WORK TO COMPLETE
Copy every line of the records below where the word "onto" occurs.

DATA RECORDS
//! Integration tests for the compositing engine

use mockstudio::canvas::geometry;
use mockstudio::{
    rendering, AssetKind, Error, MemoryRegistry, PlacementStore, RenderWarning, StudioConfig,
};

fn solid_png(width: u32, height: u32, rgba: [u8; 4]) -> Vec<u8> {
    let img = image::RgbaImage::from_pixel(width, height, image::Rgba(rgba));
    let mut buf = std::io::Cursor::new(Vec::new());
    img.write_to(&mut buf, image::ImageFormat::Png).unwrap();
    buf.into_inner()
}

fn studio_registry() -> MemoryRegistry {
    let registry = MemoryRegistry::new();
    registry
        .register_bytes("tshirt", AssetKind::Product, solid_png(800, 400, [200, 30, 30, 255]))
        .unwrap();
    registry
        .register_bytes("logo", AssetKind::Logo, solid_png(200, 100, [20, 20, 220, 255]))
        .unwrap();
    registry
}

#[test]
fn drag_then_render_reproduces_the_preview_layout() {
    let registry = studio_registry();
    let mut store = PlacementStore::new();
    let id = store.add_layer("logo");

    // Preview container is 1000x1000; drag the layer 100px right
    store.begin_drag(id, 500.0, 500.0);
    store.update_drag(600.0, 500.0, 1000.0, 1000.0);
    store.end_drag();

    // Render at a different resolution; the layer center must land at the
    // same relative position (60%, 50%)
    let composite =
        rendering::render_with_registry(&registry, "tshirt", store.layers(), 2048, 2048, false)
            .unwrap();
    assert!(composite.warnings.is_empty());

    let img = image::load_from_memory(&composite.png_data).unwrap().to_rgba8();
    let (cx, cy) = geometry::to_pixels(60.0, 50.0, 2048.0, 2048.0);
    assert_eq!(img.get_pixel(cx as u32, cy as u32).0, [20, 20, 220, 255]);
    // The old center is base-colored again
    assert_eq!(img.get_pixel(1024, 1024).0, [200, 30, 30, 255]);
}

#[test]
fn removing_an_asset_leaves_a_skippable_dangling_layer() {
    let registry = studio_registry();
    let mut store = PlacementStore::new();
    store.add_layer("logo");
    store.add_layer("logo");

    registry.remove("logo");

    let composite =
        rendering::render_with_registry(&registry, "tshirt", store.layers(), 512, 512, false)
            .unwrap();
    // One warning per dangling layer; the composite itself succeeds
    assert_eq!(composite.warnings.len(), 2);
    assert!(composite
        .warnings
        .iter()
        .all(|w| matches!(w, RenderWarning::DanglingReference { asset_id, .. } if asset_id == "logo")));
}

#[test]
fn render_fails_cleanly_without_a_base() {
    let registry = MemoryRegistry::new();
    let store = PlacementStore::new();
    let err = rendering::render_with_registry(&registry, "tshirt", store.layers(), 512, 512, false)
        .unwrap_err();
    assert!(matches!(err, Error::ImageLoad(_)));
}

#[test]
fn render_rejects_zero_targets_before_loading_anything() {
    let registry = MemoryRegistry::new(); // would fail lookup if it got that far
    let store = PlacementStore::new();
    let err = rendering::render_with_registry(&registry, "tshirt", store.layers(), 0, 512, false)
        .unwrap_err();
    assert!(matches!(err, Error::InvalidContainer { width: 0, .. }));
}

#[test]
fn every_default_preset_renders_at_its_exact_resolution() {
    let registry = studio_registry();
    let mut store = PlacementStore::new();
    store.add_layer("logo");

    for preset in StudioConfig::default().presets {
        let composite = rendering::render_with_registry(
            &registry,
            "tshirt",
            store.layers(),
            preset.width,
            preset.height,
            false,
        )
        .unwrap();
        assert_eq!((composite.width, composite.height), (preset.width, preset.height));
        let img = image::load_from_memory(&composite.png_data).unwrap();
        assert_eq!((img.width(), img.height()), (preset.width, preset.height));
    }
}

#[test]
fn scaled_layer_footprint_matches_the_sizing_rule() {
    // 2048 target, 200x100 overlay, scale 2.0 -> 614.4 x 307.2 footprint
    let registry = studio_registry();
    let mut store = PlacementStore::new();
    let id = store.add_layer("logo");
    for _ in 0..10 {
        store.adjust_scale(id, 1.0);
    }
    assert!((store.layer(id).unwrap().scale - 2.0).abs() < 1e-5);

    let composite =
        rendering::render_with_registry(&registry, "tshirt", store.layers(), 2048, 2048, false)
            .unwrap();
    let img = image::load_from_memory(&composite.png_data).unwrap().to_rgba8();

    // Horizontal extent: center 1024, half width 307.2
    assert_eq!(img.get_pixel(1024 - 300, 1024).0, [20, 20, 220, 255]);
    assert_eq!(img.get_pixel(1024 + 300, 1024).0, [20, 20, 220, 255]);
    assert_ne!(img.get_pixel(1024 - 312, 1024).0, [20, 20, 220, 255]);
    // Vertical extent: half height 153.6
    assert_eq!(img.get_pixel(1024, 1024 - 150).0, [20, 20, 220, 255]);
    assert_ne!(img.get_pixel(1024, 1024 + 160).0, [20, 20, 220, 255]);
}
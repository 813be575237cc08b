//! Binds raw pointer/touch event streams to placement-store mutations
//!
//! The controller is a pure state machine over an explicit [`InputEvent`]
//! enum, so the whole interaction contract is testable without a real input
//! device. Exactly one pointer owns the drag session at a time; a second
//! concurrent pointer-down is ignored for drag purposes until the first
//! ends. Wheel input is orthogonal to dragging and may target any layer,
//! including the one mid-drag.
//!
//! The host is expected to feed `PointerUp`/`TouchEnd` from the top-level
//! input scope (document, window), not just the canvas element: a drag that
//! leaves the container must still be released, and moves outside the
//! container keep updating the session (the store clamp bounds the result).

use super::placement::{LayerId, PlacementStore};

/// Host-assigned identifier of a pointer or touch contact.
pub type PointerId = u64;

/// A raw input event, already hit-tested by the host where a layer target
/// is required (`PointerDown`/`TouchStart`/`Wheel` fire on a layer element).
#[derive(Debug, Clone, Copy, PartialEq)]
pub enum InputEvent {
    PointerDown { pointer: PointerId, layer: LayerId, x: f32, y: f32 },
    PointerMove { pointer: PointerId, x: f32, y: f32 },
    PointerUp { pointer: PointerId },
    TouchStart { pointer: PointerId, layer: LayerId, x: f32, y: f32 },
    TouchMove { pointer: PointerId, x: f32, y: f32 },
    TouchEnd { pointer: PointerId },
    /// Scroll over a layer; positive `delta_y` scales down, negative up.
    Wheel { layer: LayerId, delta_y: f32 },
}

#[derive(Debug, Clone, Copy, PartialEq, Eq)]
enum ContactKind {
    Mouse,
    Touch,
}

/// Single-active-drag input controller.
///
/// Owns no layers; every event is applied to the store passed in, which
/// keeps the controller reusable across stores and trivially testable.
#[derive(Debug, Default)]
pub struct InteractionController {
    active: Option<(PointerId, ContactKind)>,
    container: (f32, f32),
}

impl InteractionController {
    pub fn new() -> Self {
        Self::default()
    }

    /// Record the container's current pixel size; used to convert pointer
    /// deltas during drag updates.
    pub fn set_container_size(&mut self, width: f32, height: f32) {
        self.container = (width, height);
    }

    /// Apply one input event to the store. Returns `true` when the host
    /// must suppress the platform's default behavior (scrolling) for this
    /// event, which is the case exactly for touch moves while a touch-drag
    /// session is live.
    pub fn handle(&mut self, store: &mut PlacementStore, event: InputEvent) -> bool {
        match event {
            InputEvent::PointerDown { pointer, layer, x, y } => {
                self.press(store, pointer, ContactKind::Mouse, layer, x, y);
                false
            }
            InputEvent::TouchStart { pointer, layer, x, y } => {
                self.press(store, pointer, ContactKind::Touch, layer, x, y);
                false
            }
            InputEvent::PointerMove { pointer, x, y } => {
                self.moved(store, pointer, ContactKind::Mouse, x, y);
                false
            }
            InputEvent::TouchMove { pointer, x, y } => {
                let dragging = self.moved(store, pointer, ContactKind::Touch, x, y);
                // preventDefault only while this touch owns a drag, so the
                // page does not scroll underneath the manipulation
                dragging
            }
            InputEvent::PointerUp { pointer } | InputEvent::TouchEnd { pointer } => {
                self.release(store, pointer);
                false
            }
            InputEvent::Wheel { layer, delta_y } => {
                store.adjust_scale(layer, if delta_y > 0.0 { -1.0 } else { 1.0 });
                false
            }
        }
    }

    /// Whether a drag session owned by this controller is currently live.
    pub fn is_dragging(&self) -> bool {
        self.active.is_some()
    }

    fn press(
        &mut self,
        store: &mut PlacementStore,
        pointer: PointerId,
        kind: ContactKind,
        layer: LayerId,
        x: f32,
        y: f32,
    ) {
        if self.active.is_some() {
            // A second simultaneous contact never steals the session
            return;
        }
        store.begin_drag(layer, x, y);
        if store.dragging() == Some(layer) {
            self.active = Some((pointer, kind));
        }
    }

    fn moved(
        &mut self,
        store: &mut PlacementStore,
        pointer: PointerId,
        kind: ContactKind,
        x: f32,
        y: f32,
    ) -> bool {
        match self.active {
            Some((active, active_kind)) if active == pointer && active_kind == kind => {
                let (w, h) = self.container;
                store.update_drag(x, y, w, h);
                // The session may have died underneath us (layer removed
                // mid-drag); stop suppressing scroll once it has
                store.dragging().is_some()
            }
            _ => false,
        }
    }

    fn release(&mut self, store: &mut PlacementStore, pointer: PointerId) {
        if let Some((active, _)) = self.active {
            if active == pointer {
                store.end_drag();
                self.active = None;
            }
        }
    }
}
impl Session {
    /// Everything a render thread needs, validated up front on the worker.
    fn render_setup(&self, preset_index: usize) -> Result<(String, OutputPreset)> {
        let preset = self
            .config
            .presets
            .get(preset_index)
            .cloned()
            .ok_or_else(|| Error::Config(format!("no output preset at index {}", preset_index)))?;
        let product = self
            .product
            .clone()
            .ok_or_else(|| Error::Other("no product selected".into()))?;
        Ok((product, preset))
    }

    fn spawn_render(&self, preset_index: usize, resp: oneshot::Sender<Result<Composite>>) {
        let (product, preset) = match self.render_setup(preset_index) {
            Ok(setup) => setup,
            Err(e) => {
                let _ = resp.send(Err(e));
                return;
            }
        };
        let registry = Arc::clone(&self.registry);
        let layers = self.store.layers().to_vec();
        let strict = self.config.strict_overlays;
        thread::spawn(move || {
            let result = rendering::render_with_registry(
                &*registry,
                &product,
                &layers,
                preset.width,
                preset.height,
                strict,
            );
            let _ = resp.send(result);
        });
    }

    fn spawn_generate(
        &mut self,
        preset_index: usize,
        instruction: String,
        resp: oneshot::Sender<Result<GeneratedMockup>>,
    ) {
        let (product, preset) = match self.render_setup(preset_index) {
            Ok(setup) => setup,
            Err(e) => {
                let _ = resp.send(Err(e));
                return;
            }
        };
        let id = self.next_mockup_id;
        self.next_mockup_id += 1;

        let registry = Arc::clone(&self.registry);
        let sink = Arc::clone(&self.sink);
        let gallery = Arc::clone(&self.gallery);
        let layers = self.store.layers().to_vec();
        let strict = self.config.strict_overlays;
        thread::spawn(move || {
            let result = rendering::render_with_registry(
                &*registry,
                &product,
                &layers,
                preset.width,
                preset.height,
                strict,
            )
            .and_then(|composite| {
                sink.generate(&GenerationRequest {
                    png_data: composite.png_data,
                    instruction: instruction.clone(),
                    aspect: preset.aspect.clone(),
                    tier: preset.tier.clone(),
                })
            })
            .map(|generated| GeneratedMockup {
                id,
                png_data: generated.png_data,
                instruction,
                product_id: product,
                layers,
            });

            if let Ok(mockup) = &result {
                gallery.lock().unwrap().push(mockup.clone());
            }
            let _ = resp.send(result);
        });
    }
}

/// An async handle onto one studio session.
///
/// Cloneable; all clones talk to the same worker thread and therefore the
/// same session state, mirroring how the interactive studio has one canvas
/// regardless of how many views observe it.
#[derive(Clone)]
pub struct Studio {
    cmd_tx: Sender<Command>,
}

impl Studio {
    /// Create a new session (spawns the worker thread that owns the state).
    pub async fn new(config: Option<StudioConfig>) -> Result<Self> {
        let config = config.unwrap_or_default();

        let (cmd_tx, cmd_rx) = mpsc::channel::<Command>();
        let (init_tx, init_rx): (oneshot::Sender<Result<()>>, oneshot::Receiver<Result<()>>) =
            oneshot::channel();

        thread::spawn(move || {
            // Build the sink on the worker thread; report the outcome
            let sink: Arc<dyn GenerationSink> = match crate::new_sink(&config) {
                Ok(s) => Arc::from(s),
                Err(err) => {
                    let _ = init_tx.send(Err(err));
                    return;
                }
            };
            let _ = init_tx.send(Ok(()));

            let mut session = Session {
                config,
                registry: Arc::new(MemoryRegistry::new()),
                store: PlacementStore::new(),
                product: None,
                sink,
                gallery: Arc::new(std::sync::Mutex::new(Vec::new())),
                next_mockup_id: 0,
            };

            // Command loop
            while let Ok(cmd) = cmd_rx.recv() {
                match cmd {
                    Command::RegisterAsset(id, kind, data, resp) => {
                        let _ = resp.send(session.registry.register_bytes(&id, kind, data));
                    }
                    Command::RemoveAsset(id, resp) => {
                        session.registry.remove(&id);
                        let _ = resp.send(());
                    }
                    Command::SelectProduct(id, resp) => {
                        session.product = id;
                        let _ = resp.send(());
                    }
                    Command::AddLayer(asset_id, resp) => {
                        let _ = resp.send(session.store.add_layer(asset_id));
                    }
                    Command::RemoveLayer(id, resp) => {
                        session.store.remove_layer(id);
                        let _ = resp.send(());
                    }
                    Command::BeginDrag(id, x, y, resp) => {
                        session.store.begin_drag(id, x, y);
                        let _ = resp.send(());
                    }
                    Command::UpdateDrag(x, y, w, h, resp) => {
                        session.store.update_drag(x, y, w, h);
                        let _ = resp.send(());
                    }
                    Command::EndDrag(resp) => {
                        session.store.end_drag();
                        let _ = resp.send(());
                    }
                    Command::AdjustScale(id, sign, resp) => {
                        session.store.adjust_scale(id, sign);
                        let _ = resp.send(());
                    }
                    Command::ClearLayers(resp) => {
                        session.store.clear();
                        let _ = resp.send(());
                    }
                    Command::Layers(resp) => {
                        let _ = resp.send(session.store.layers().to_vec());
                    }
                    Command::Render(preset, resp) => {
                        session.spawn_render(preset, resp);
                    }
                    Command::Generate(preset, instruction, resp) => {
                        session.spawn_generate(preset, instruction, resp);
                    }
                    Command::GenerateAsset(id, prompt, kind, resp) => {
                        let sink = Arc::clone(&session.sink);
                        let registry = Arc::clone(&session.registry);
                        thread::spawn(move || {
                            let res = sink
                                .generate_asset(&prompt, kind)
                                .and_then(|img| registry.register_bytes(&id, kind, img.png_data));
                            let _ = resp.send(res);
                        });
                    }
                    Command::Gallery(resp) => {
                        let _ = resp.send(session.gallery.lock().unwrap().clone());
                    }
                    Command::Close(resp) => {
                        let _ = resp.send(Ok(()));
                        break;
                    }
                }
            }
        });

        // Wait for the worker to report initialization success or failure
        let init_res = init_rx
            .await
            .map_err(|e| Error::Other(format!("Worker init canceled: {}", e)))?;
        init_res?;

        Ok(Self { cmd_tx })
    }

    async fn call<T>(&self, rx: oneshot::Receiver<T>, what: &str) -> Result<T> {
        rx.await
            .map_err(|e| Error::Other(format!("{} canceled: {}", what, e)))
    }

    /// Register an asset from encoded raster bytes.
    pub async fn register_asset(&self, id: &str, kind: AssetKind, data: Vec<u8>) -> Result<()> {
        let (tx, rx) = oneshot::channel();
        let _ = self
            .cmd_tx
            .send(Command::RegisterAsset(id.to_string(), kind, data, tx));
        self.call(rx, "RegisterAsset").await?
    }

    /// Register several assets concurrently; fails if any registration fails.
    pub async fn register_assets(&self, assets: Vec<(String, AssetKind, Vec<u8>)>) -> Result<()> {
        let pending: Vec<_> = assets
            .into_iter()
            .map(|(id, kind, data)| {
                let (tx, rx) = oneshot::channel();
                let _ = self.cmd_tx.send(Command::RegisterAsset(id, kind, data, tx));
                rx
            })
            .collect();
        for res in futures::future::join_all(pending).await {
            res.map_err(|e| Error::Other(format!("RegisterAsset canceled: {}", e)))??;
        }
        Ok(())
    }

    /// Remove an asset; layers referencing it become dangling.
    pub async fn remove_asset(&self, id: &str) -> Result<()> {
        let (tx, rx) = oneshot::channel();
        let _ = self.cmd_tx.send(Command::RemoveAsset(id.to_string(), tx));
        self.call(rx, "RemoveAsset").await
    }

    /// Select (or clear) the product the composite renders onto.
    pub async fn select_product(&self, id: Option<&str>) -> Result<()> {
        let (tx, rx) = oneshot::channel();
        let _ = self
            .cmd_tx
            .send(Command::SelectProduct(id.map(|s| s.to_string()), tx));
        self.call(rx, "SelectProduct").await
    }

    /// Place a new overlay layer at the canvas center.
    pub async fn add_layer(&self, asset_id: &str) -> Result<LayerId> {
        let (tx, rx) = oneshot::channel();
        let _ = self.cmd_tx.send(Command::AddLayer(asset_id.to_string(), tx));
        self.call(rx, "AddLayer").await
    }

    pub async fn remove_layer(&self, id: LayerId) -> Result<()> {
        let (tx, rx) = oneshot::channel();
        let _ = self.cmd_tx.send(Command::RemoveLayer(id, tx));
        self.call(rx, "RemoveLayer").await
    }

    pub async fn begin_drag(&self, id: LayerId, x: f32, y: f32) -> Result<()> {
        let (tx, rx) = oneshot::channel();
        let _ = self.cmd_tx.send(Command::BeginDrag(id, x, y, tx));
        self.call(rx, "BeginDrag").await
    }

    pub async fn update_drag(&self, x: f32, y: f32, container_w: f32, container_h: f32) -> Result<()> {
        let (tx, rx) = oneshot::channel();
        let _ = self
            .cmd_tx
            .send(Command::UpdateDrag(x, y, container_w, container_h, tx));
        self.call(rx, "UpdateDrag").await
    }

    pub async fn end_drag(&self) -> Result<()> {
        let (tx, rx) = oneshot::channel();
        let _ = self.cmd_tx.send(Command::EndDrag(tx));
        self.call(rx, "EndDrag").await
    }

    pub async fn adjust_scale(&self, id: LayerId, delta_sign: f32) -> Result<()> {
        let (tx, rx) = oneshot::channel();
        let _ = self.cmd_tx.send(Command::AdjustScale(id, delta_sign, tx));
        self.call(rx, "AdjustScale").await
    }

    /// Clear the layer list (starting a new design).
    pub async fn clear_layers(&self) -> Result<()> {
        let (tx, rx) = oneshot::channel();
        let _ = self.cmd_tx.send(Command::ClearLayers(tx));
        self.call(rx, "ClearLayers").await
    }

    /// Snapshot of the current layers in paint order.
    pub async fn layers(&self) -> Result<Vec<PlacedLayer>> {
        let (tx, rx) = oneshot::channel();
        let _ = self.cmd_tx.send(Command::Layers(tx));
        self.call(rx, "Layers").await
    }

    /// Flatten the current arrangement at the given preset. The render runs
    /// on its own thread against a snapshot of the layer list; dropping the
    /// returned future simply discards the stale result.
    pub async fn render(&self, preset_index: usize) -> Result<Composite> {
        let (tx, rx) = oneshot::channel();
        let _ = self.cmd_tx.send(Command::Render(preset_index, tx));
        self.call(rx, "Render").await?
    }

    /// Render and push the composite through the generation sink; the
    /// result is appended to the session gallery.
    pub async fn generate(&self, preset_index: usize, instruction: &str) -> Result<GeneratedMockup> {
        let (tx, rx) = oneshot::channel();
        let _ = self
            .cmd_tx
            .send(Command::Generate(preset_index, instruction.to_string(), tx));
        self.call(rx, "Generate").await?
    }

    /// Ask the sink for a brand-new asset and register it under `id`.
    pub async fn generate_asset(&self, id: &str, prompt: &str, kind: AssetKind) -> Result<()> {
        let (tx, rx) = oneshot::channel();
        let _ = self.cmd_tx.send(Command::GenerateAsset(
            id.to_string(),
            prompt.to_string(),
            kind,
            tx,
        ));
        self.call(rx, "GenerateAsset").await?
    }

    /// Mockups generated so far in this session, oldest first.
    pub async fn gallery(&self) -> Result<Vec<GeneratedMockup>> {
        let (tx, rx) = oneshot::channel();
        let _ = self.cmd_tx.send(Command::Gallery(tx));
        self.call(rx, "Gallery").await
    }

    /// Shut down the worker thread and end the session.
    pub async fn close(self) -> Result<()> {
        let (tx, rx) = oneshot::channel();
        let _ = self.cmd_tx.send(Command::Close(tx));
        self.call(rx, "Close").await?
    }
}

TASK RESPONSE
/// An async handle onto one studio session.
    /// Select (or clear) the product the composite renders onto.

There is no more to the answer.